Physics:Hexagonal crystal family
Crystal system | Trigonal | Hexagonal | |
---|---|---|---|
Lattice system | Rhombohedral |
Hexagonal | |
Example | Dolomite |
α-Quartz |
Beryl |
In crystallography, the hexagonal crystal family is one of the six crystal families, which includes two crystal systems (hexagonal and trigonal) and two lattice systems (hexagonal and rhombohedral). While commonly confused, the trigonal crystal system and the rhombohedral lattice system are not equivalent (see section crystal systems below).^{[1]} In particular, there are crystals with trigonal symmetry but belong to the hexagonal lattice (such as α-Quartz).
The hexagonal crystal family consists of the 12 point groups such that at least one of their space groups has the hexagonal lattice as underlying lattice, and is the union of the hexagonal crystal system and the trigonal crystal system.^{[2]} There are 52 space groups associated with it, which are exactly those whose Bravais lattice is either hexagonal or rhombohedral.
Lattice systems
The hexagonal crystal family consists of two lattice systems: hexagonal and rhombohedral. Each lattice system consists of one Bravais lattice.

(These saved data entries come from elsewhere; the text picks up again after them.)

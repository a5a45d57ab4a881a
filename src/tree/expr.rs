//! Predicate expressions
//!
//! Selector bodies are parsed into an AST and evaluated against a single
//! bound subject, `it` (the candidate node's indexed value). Evaluation is
//! pure: no assignments, no calls, no access to anything but `it`.
//!
//! ```text
//! or      := and ("||" and)*
//! and     := unary ("&&" unary)*
//! unary   := "!" unary | cmp
//! cmp     := primary (("==" | "!=" | "<" | "<=" | ">" | ">=" | "~") primary)?
//! primary := "it" | number | string | "true" | "false" | "null" | "(" or ")"
//! ```
//!
//! `~` matches the left side against a regex given as a string literal.

use std::cmp::Ordering;
use std::fmt;

use regex::Regex;
use serde_json::Value;

use crate::value::{compare_values, values_equal};

use super::errors::{TreeError, TreeResult};

/// Comparison operators
#[derive(Debug, Clone, Copy, PartialEq, Eq)]
pub enum CmpOp {
    Eq,
    Ne,
    Lt,
    Lte,
    Gt,
    Gte,
}

impl CmpOp {
    fn as_str(&self) -> &'static str {
        match self {
            CmpOp::Eq => "==",
            CmpOp::Ne => "!=",
            CmpOp::Lt => "<",
            CmpOp::Lte => "<=",
            CmpOp::Gt => ">",
            CmpOp::Gte => ">=",
        }
    }
}

/// Expression AST
#[derive(Debug, Clone)]
pub enum Expr {
    /// The bound subject
    Subject,
    /// A JSON literal
    Literal(Value),
    /// Logical negation
    Not(Box<Expr>),
    /// Short-circuit AND
    And(Box<Expr>, Box<Expr>),
    /// Short-circuit OR
    Or(Box<Expr>, Box<Expr>),
    /// Binary comparison
    Compare(CmpOp, Box<Expr>, Box<Expr>),
    /// Regex match of a string operand
    Matches(Box<Expr>, Regex),
}

impl Expr {
    /// Parse a predicate body
    pub fn parse(source: &str) -> TreeResult<Self> {
        let tokens = tokenize(source)?;
        let mut parser = Parser { tokens, pos: 0 };
        let expr = parser.parse_or()?;
        if let Some((offset, token)) = parser.peek_spanned() {
            return Err(TreeError::expression(offset, format!("unexpected token {}", token)));
        }
        Ok(expr)
    }

    /// Evaluate with `it` bound to `subject`
    pub fn evaluate(&self, subject: &Value) -> Value {
        match self {
            Expr::Subject => subject.clone(),
            Expr::Literal(v) => v.clone(),
            Expr::Not(inner) => Value::Bool(!truthy(&inner.evaluate(subject))),
            Expr::And(l, r) => {
                Value::Bool(truthy(&l.evaluate(subject)) && truthy(&r.evaluate(subject)))
            }
            Expr::Or(l, r) => {
                Value::Bool(truthy(&l.evaluate(subject)) || truthy(&r.evaluate(subject)))
            }
            Expr::Compare(op, l, r) => {
                Value::Bool(compare(*op, &l.evaluate(subject), &r.evaluate(subject)))
            }
            Expr::Matches(operand, re) => match operand.evaluate(subject) {
                Value::String(s) => Value::Bool(re.is_match(&s)),
                _ => Value::Bool(false),
            },
        }
    }

    /// Whether the predicate keeps this subject (only `true` keeps)
    pub fn test(&self, subject: &Value) -> bool {
        matches!(self.evaluate(subject), Value::Bool(true))
    }
}

impl fmt::Display for Expr {
    fn fmt(&self, f: &mut fmt::Formatter<'_>) -> fmt::Result {
        match self {
            Expr::Subject => write!(f, "it"),
            Expr::Literal(v) => write!(f, "{}", v),
            Expr::Not(inner) => write!(f, "!({})", inner),
            Expr::And(l, r) => write!(f, "({} && {})", l, r),
            Expr::Or(l, r) => write!(f, "({} || {})", l, r),
            Expr::Compare(op, l, r) => write!(f, "{} {} {}", l, op.as_str(), r),
            Expr::Matches(operand, re) => {
                write!(f, "{} ~ {}", operand, Value::String(re.as_str().to_string()))
            }
        }
    }
}

fn truthy(value: &Value) -> bool {
    match value {
        Value::Null => false,
        Value::Bool(b) => *b,
        Value::Number(n) => n.as_f64().map(|f| f != 0.0).unwrap_or(false),
        Value::String(s) => !s.is_empty(),
        Value::Array(_) | Value::Object(_) => true,
    }
}

fn compare(op: CmpOp, left: &Value, right: &Value) -> bool {
    match op {
        CmpOp::Eq => values_equal(left, right),
        CmpOp::Ne => !values_equal(left, right),
        _ => {
            let comparable = matches!(
                (left, right),
                (Value::Number(_), Value::Number(_)) | (Value::String(_), Value::String(_))
            );
            if !comparable {
                return false;
            }
            let ord = compare_values(left, right);
            match op {
                CmpOp::Lt => ord == Ordering::Less,
                CmpOp::Lte => ord != Ordering::Greater,
                CmpOp::Gt => ord == Ordering::Greater,
                CmpOp::Gte => ord != Ordering::Less,
                CmpOp::Eq => ord == Ordering::Equal,
                CmpOp::Ne => ord != Ordering::Equal,
            }
        }
    }
}

#[derive(Debug, Clone, PartialEq)]
enum Token {
    Subject,
    Literal(Value),
    Cmp(CmpOp),
    Tilde,
    And,
    Or,
    Bang,
    LParen,
    RParen,
}

impl fmt::Display for Token {
    fn fmt(&self, f: &mut fmt::Formatter<'_>) -> fmt::Result {
        match self {
            Token::Subject => write!(f, "'it'"),
            Token::Literal(v) => write!(f, "{}", v),
            Token::Cmp(op) => write!(f, "'{}'", op.as_str()),
            Token::Tilde => write!(f, "'~'"),
            Token::And => write!(f, "'&&'"),
            Token::Or => write!(f, "'||'"),
            Token::Bang => write!(f, "'!'"),
            Token::LParen => write!(f, "'('"),
            Token::RParen => write!(f, "')'"),
        }
    }
}

fn tokenize(source: &str) -> TreeResult<Vec<(usize, Token)>> {
    let bytes = source.as_bytes();
    let mut tokens = Vec::new();
    let mut i = 0;

    while i < bytes.len() {
        let c = bytes[i];
        let start = i;
        match c {
            b' ' | b'\t' | b'\n' | b'\r' => {
                i += 1;
                continue;
            }
            b'(' => {
                tokens.push((start, Token::LParen));
                i += 1;
            }
            b')' => {
                tokens.push((start, Token::RParen));
                i += 1;
            }
            b'~' => {
                tokens.push((start, Token::Tilde));
                i += 1;
            }
            b'&' | b'|' => {
                if bytes.get(i + 1) != Some(&c) {
                    return Err(TreeError::expression(start, "expected '&&' or '||'"));
                }
                tokens.push((start, if c == b'&' { Token::And } else { Token::Or }));
                i += 2;
            }
            b'=' | b'!' | b'<' | b'>' => {
                let followed_by_eq = bytes.get(i + 1) == Some(&b'=');
                let token = match (c, followed_by_eq) {
                    (b'=', true) => Token::Cmp(CmpOp::Eq),
                    (b'!', true) => Token::Cmp(CmpOp::Ne),
                    (b'<', true) => Token::Cmp(CmpOp::Lte),
                    (b'>', true) => Token::Cmp(CmpOp::Gte),
                    (b'<', false) => Token::Cmp(CmpOp::Lt),
                    (b'>', false) => Token::Cmp(CmpOp::Gt),
                    (b'!', false) => Token::Bang,
                    _ => return Err(TreeError::expression(start, "assignment is not allowed")),
                };
                // `===` and `!==` read the same as `==` and `!=`
                i += if followed_by_eq { 2 } else { 1 };
                if followed_by_eq && matches!(c, b'=' | b'!') && bytes.get(i) == Some(&b'=') {
                    i += 1;
                }
                tokens.push((start, token));
            }
            b'"' => {
                let end = scan_string(bytes, i)?;
                let literal: Value = serde_json::from_str(&source[i..end])
                    .map_err(|e| TreeError::expression(start, format!("bad string: {}", e)))?;
                tokens.push((start, Token::Literal(literal)));
                i = end;
            }
            b'-' | b'0'..=b'9' => {
                let mut end = i + 1;
                while end < bytes.len()
                    && matches!(bytes[end], b'0'..=b'9' | b'.' | b'e' | b'E' | b'+' | b'-')
                {
                    end += 1;
                }
                let literal: Value = serde_json::from_str(&source[i..end])
                    .map_err(|_| TreeError::expression(start, "bad number"))?;
                if !literal.is_number() {
                    return Err(TreeError::expression(start, "bad number"));
                }
                tokens.push((start, Token::Literal(literal)));
                i = end;
            }
            c if c.is_ascii_alphabetic() || c == b'_' => {
                let mut end = i + 1;
                while end < bytes.len() && (bytes[end].is_ascii_alphanumeric() || bytes[end] == b'_') {
                    end += 1;
                }
                let token = match &source[i..end] {
                    "it" => Token::Subject,
                    "true" => Token::Literal(Value::Bool(true)),
                    "false" => Token::Literal(Value::Bool(false)),
                    "null" | "undefined" => Token::Literal(Value::Null),
                    word => {
                        return Err(TreeError::expression(start, format!("unknown identifier '{}'", word)))
                    }
                };
                tokens.push((start, token));
                i = end;
            }
            _ => {
                return Err(TreeError::expression(
                    start,
                    format!("unexpected character '{}'", c as char),
                ))
            }
        }
    }

    Ok(tokens)
}

/// Returns the byte offset just past the closing quote
fn scan_string(bytes: &[u8], start: usize) -> TreeResult<usize> {
    let mut i = start + 1;
    while i < bytes.len() {
        match bytes[i] {
            b'\\' => i += 2,
            b'"' => return Ok(i + 1),
            _ => i += 1,
        }
    }
    Err(TreeError::expression(start, "unterminated string"))
}

struct Parser {
    tokens: Vec<(usize, Token)>,
    pos: usize,
}

impl Parser {
    fn peek(&self) -> Option<&Token> {
        self.tokens.get(self.pos).map(|(_, t)| t)
    }

    fn peek_spanned(&self) -> Option<(usize, &Token)> {
        self.tokens.get(self.pos).map(|(offset, t)| (*offset, t))
    }

    fn offset(&self) -> usize {
        self.tokens
            .get(self.pos)
            .map(|(offset, _)| *offset)
            .unwrap_or_else(|| self.tokens.last().map(|(o, _)| o + 1).unwrap_or(0))
    }

    fn next(&mut self) -> Option<Token> {
        let token = self.tokens.get(self.pos).map(|(_, t)| t.clone());
        self.pos += 1;
        token
    }

    fn parse_or(&mut self) -> TreeResult<Expr> {
        let mut left = self.parse_and()?;
        while self.peek() == Some(&Token::Or) {
            self.pos += 1;
            let right = self.parse_and()?;
            left = Expr::Or(Box::new(left), Box::new(right));
        }
        Ok(left)
    }

    fn parse_and(&mut self) -> TreeResult<Expr> {
        let mut left = self.parse_unary()?;
        while self.peek() == Some(&Token::And) {
            self.pos += 1;
            let right = self.parse_unary()?;
            left = Expr::And(Box::new(left), Box::new(right));
        }
        Ok(left)
    }

    fn parse_unary(&mut self) -> TreeResult<Expr> {
        if self.peek() == Some(&Token::Bang) {
            self.pos += 1;
            return Ok(Expr::Not(Box::new(self.parse_unary()?)));
        }
        self.parse_cmp()
    }

    fn parse_cmp(&mut self) -> TreeResult<Expr> {
        let left = self.parse_primary()?;
        match self.peek() {
            Some(Token::Cmp(op)) => {
                let op = *op;
                self.pos += 1;
                let right = self.parse_primary()?;
                Ok(Expr::Compare(op, Box::new(left), Box::new(right)))
            }
            Some(Token::Tilde) => {
                self.pos += 1;
                let offset = self.offset();
                match self.next() {
                    Some(Token::Literal(Value::String(pattern))) => {
                        let re = Regex::new(&pattern)
                            .map_err(|e| TreeError::expression(offset, format!("bad regex: {}", e)))?;
                        Ok(Expr::Matches(Box::new(left), re))
                    }
                    _ => Err(TreeError::expression(offset, "'~' expects a string pattern")),
                }
            }
            _ => Ok(left),
        }
    }

    fn parse_primary(&mut self) -> TreeResult<Expr> {
        let offset = self.offset();
        match self.next() {
            Some(Token::Subject) => Ok(Expr::Subject),
            Some(Token::Literal(v)) => Ok(Expr::Literal(v)),
            Some(Token::LParen) => {
                let inner = self.parse_or()?;
                match self.next() {
                    Some(Token::RParen) => Ok(inner),
                    _ => Err(TreeError::expression(offset, "unclosed '('")),
                }
            }
            Some(token) => Err(TreeError::expression(offset, format!("unexpected token {}", token))),
            None => Err(TreeError::expression(offset, "unexpected end of expression")),
        }
    }
}

#[cfg(test)]
mod tests {
    use super::*;
    use serde_json::json;

    fn keeps(source: &str, subject: Value) -> bool {
        Expr::parse(source).unwrap().test(&subject)
    }

    #[test]
    fn test_numeric_range() {
        assert!(keeps("it > 10 && it <= 50", json!(20)));
        assert!(!keeps("it > 10 && it <= 50", json!(60)));
        assert!(keeps("it >= 20", json!(20.0)));
    }

    #[test]
    fn test_mixed_types_never_order() {
        assert!(!keeps("it > 10", json!("20")));
        assert!(!keeps("it < \"z\"", json!(1)));
    }

    #[test]
    fn test_or_and_not() {
        assert!(keeps("it == \"a\" || it == \"b\"", json!("b")));
        assert!(keeps("!(it == 1)", json!(2)));
        assert!(!keeps("!(it == 1)", json!(1)));
    }

    #[test]
    fn test_triple_equals_accepted() {
        assert!(keeps("it === 3", json!(3)));
        assert!(keeps("it !== 3", json!(4)));
    }

    #[test]
    fn test_regex_match() {
        assert!(keeps("it ~ \"^xp\"", json!("xps")));
        assert!(!keeps("it ~ \"^xp\"", json!("mac")));
        assert!(!keeps("it ~ \"^xp\"", json!(5)));
    }

    #[test]
    fn test_only_true_keeps() {
        assert!(!keeps("it", json!(1)));
        assert!(keeps("true", json!(null)));
    }

    #[test]
    fn test_null_comparison() {
        assert!(keeps("it != null", json!(0)));
        assert!(keeps("it == undefined", json!(null)));
    }

    #[test]
    fn test_rejects_code() {
        assert!(Expr::parse("it = 3").is_err());
        assert!(Expr::parse("process.exit()").is_err());
        assert!(Expr::parse("it > ").is_err());
        assert!(Expr::parse("(it > 1").is_err());
        assert!(Expr::parse("it > 1 2").is_err());
    }

    #[test]
    fn test_display_reparses() {
        let expr = Expr::parse("it > 1 && !(it == \"x\") || it ~ \"a.c\"").unwrap();
        let again = Expr::parse(&expr.to_string()).unwrap();
        for subject in [json!(2), json!("x"), json!("abc"), json!(0)] {
            assert_eq!(expr.test(&subject), again.test(&subject));
        }
    }
}
//! Index nodes
//!
//! One row in a path's collection: the indexed value (`_id`) and the
//! document references recorded for it (`value`).

use std::collections::BTreeMap;

use serde::{Deserialize, Serialize};
use serde_json::{json, Value};

use crate::value::{encode_key, values_equal};

/// References recorded on a node
#[derive(Debug, Clone, PartialEq, Eq, Serialize, Deserialize)]
#[serde(untagged)]
pub enum NodeValue {
    /// Scalar reference: the canonical document id (identity path)
    Reference(String),
    /// Internal key (owning document) → external key (resolved document)
    Entries(BTreeMap<String, String>),
}

impl NodeValue {
    /// Single-entry map where both keys are the document id
    pub fn owned_by(document_id: &str) -> Self {
        NodeValue::Entries(BTreeMap::from([(document_id.to_string(), document_id.to_string())]))
    }

    /// `(internal, external)` pairs; a scalar pairs with the node's own key
    pub fn pairs(&self, node_key: &str) -> Vec<(String, String)> {
        match self {
            NodeValue::Reference(id) => vec![(node_key.to_string(), id.clone())],
            NodeValue::Entries(entries) => entries
                .iter()
                .map(|(internal, external)| (internal.clone(), external.clone()))
                .collect(),
        }
    }

    /// Whether no references remain
    pub fn is_empty(&self) -> bool {
        match self {
            NodeValue::Reference(_) => false,
            NodeValue::Entries(entries) => entries.is_empty(),
        }
    }
}

/// One index node row
#[derive(Debug, Clone, PartialEq)]
pub struct IndexNode {
    /// The indexed value at this path
    pub id: Value,
    /// Document references for the indexed value
    pub value: NodeValue,
}

impl IndexNode {
    /// Create a node
    pub fn new(id: Value, value: NodeValue) -> Self {
        Self { id, value }
    }

    /// Identity node for a document
    pub fn identity(document_id: &str) -> Self {
        Self::new(json!(document_id), NodeValue::Reference(document_id.to_string()))
    }

    /// Row key inside the path collection
    pub fn key(&self) -> String {
        encode_key(&self.id)
    }

    /// The string form of the indexed value used as an internal key for
    /// scalar references
    pub fn id_string(&self) -> String {
        match &self.id {
            Value::String(s) => s.clone(),
            other => other.to_string(),
        }
    }

    /// `(internal, external)` pairs recorded on this node
    pub fn pairs(&self) -> Vec<(String, String)> {
        self.value.pairs(&self.id_string())
    }

    /// Whether this node has the same indexed value
    pub fn same_value(&self, other: &IndexNode) -> bool {
        values_equal(&self.id, &other.id)
    }

    /// Whether this node records `internal → external`
    pub fn records(&self, internal: &str, external: &str) -> bool {
        match &self.value {
            NodeValue::Reference(id) => self.id_string() == internal && id == external,
            NodeValue::Entries(entries) => entries.get(internal).map(String::as_str) == Some(external),
        }
    }

    /// Decode a stored row; rows without `_id` or with malformed `value`
    /// yield None
    pub fn from_row(row: &Value) -> Option<Self> {
        let id = row.get("_id")?.clone();
        let value = match row.get("value") {
            Some(Value::String(s)) => NodeValue::Reference(s.clone()),
            Some(Value::Object(map)) => NodeValue::Entries(
                map.iter()
                    .filter_map(|(k, v)| v.as_str().map(|s| (k.clone(), s.to_string())))
                    .collect(),
            ),
            None => NodeValue::Entries(BTreeMap::new()),
            Some(_) => return None,
        };
        Some(Self { id, value })
    }
}

#[cfg(test)]
mod tests {
    use super::*;

    #[test]
    fn test_scalar_pairs_use_node_id() {
        let node = IndexNode::identity("d1");
        assert_eq!(node.pairs(), vec![("d1".to_string(), "d1".to_string())]);
        assert!(node.records("d1", "d1"));
    }

    #[test]
    fn test_entry_pairs() {
        let node = IndexNode::new(json!("xps"), NodeValue::owned_by("d1"));
        assert_eq!(node.pairs(), vec![("d1".to_string(), "d1".to_string())]);
        assert!(node.records("d1", "d1"));
        assert!(!node.records("d1", "d2"));
    }

    #[test]
    fn test_row_decodes_entries() {
        let node = IndexNode::new(json!(20), NodeValue::owned_by("d1"));
        let row = json!({"_id": 20, "value": {"d1": "d1"}});
        assert_eq!(IndexNode::from_row(&row), Some(node));
    }

    #[test]
    fn test_row_without_value_is_empty() {
        let node = IndexNode::from_row(&json!({"_id": "x"})).unwrap();
        assert!(node.value.is_empty());
    }

    #[test]
    fn test_numeric_key_normalized() {
        let a = IndexNode::new(json!(20.0), NodeValue::owned_by("d1"));
        let b = IndexNode::new(json!(20), NodeValue::owned_by("d1"));
        assert_eq!(a.key(), b.key());
        assert!(a.same_value(&b));
    }
}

Bravais lattice | Hexagonal | Rhombohedral |
---|---|---|
Pearson symbol | hP | hR |
Hexagonal unit cell |
||
Rhombohedral unit cell |
In the hexagonal family, the crystal is conventionally described by a right rhombic prism unit cell with two equal axes (a by a), an included angle of 120° (γ) and a height (c, which can be different from a) perpendicular to the two base axes.
The hexagonal unit cell for the rhombohedral Bravais lattice is the R-centered cell, consisting of two additional lattice points which occupy one body diagonal of the unit cell. There are two ways to do this, which can be thought of as two notations which represent the same structure. In the usual so-called obverse setting, the additional lattice points are at coordinates (^{2}⁄_{3}, ^{1}⁄_{3}, ^{1}⁄_{3}) and (^{1}⁄_{3}, ^{2}⁄_{3}, ^{2}⁄_{3}), whereas in the alternative reverse setting they are at the coordinates (^{1}⁄_{3},^{2}⁄_{3},^{1}⁄_{3}) and (^{2}⁄_{3},^{1}⁄_{3},^{2}⁄_{3}).^{[3]} In either case, there are 3 lattice points per unit cell in total and the lattice is non-primitive.
The Bravais lattices in the hexagonal crystal family can also be described by rhombohedral axes.^{[4]}^{[5]} The unit cell is a rhombohedron (which gives the name for the rhombohedral lattice). This is a unit cell with parameters a = b = c; α = β = γ ≠ 90°.^{[6]} In practice, the hexagonal description is more commonly used because it is easier to deal with a coordinate system with two 90° angles. However, the rhombohedral axes are often shown (for the rhombohedral lattice) in textbooks because this cell reveals 3m symmetry of crystal lattice.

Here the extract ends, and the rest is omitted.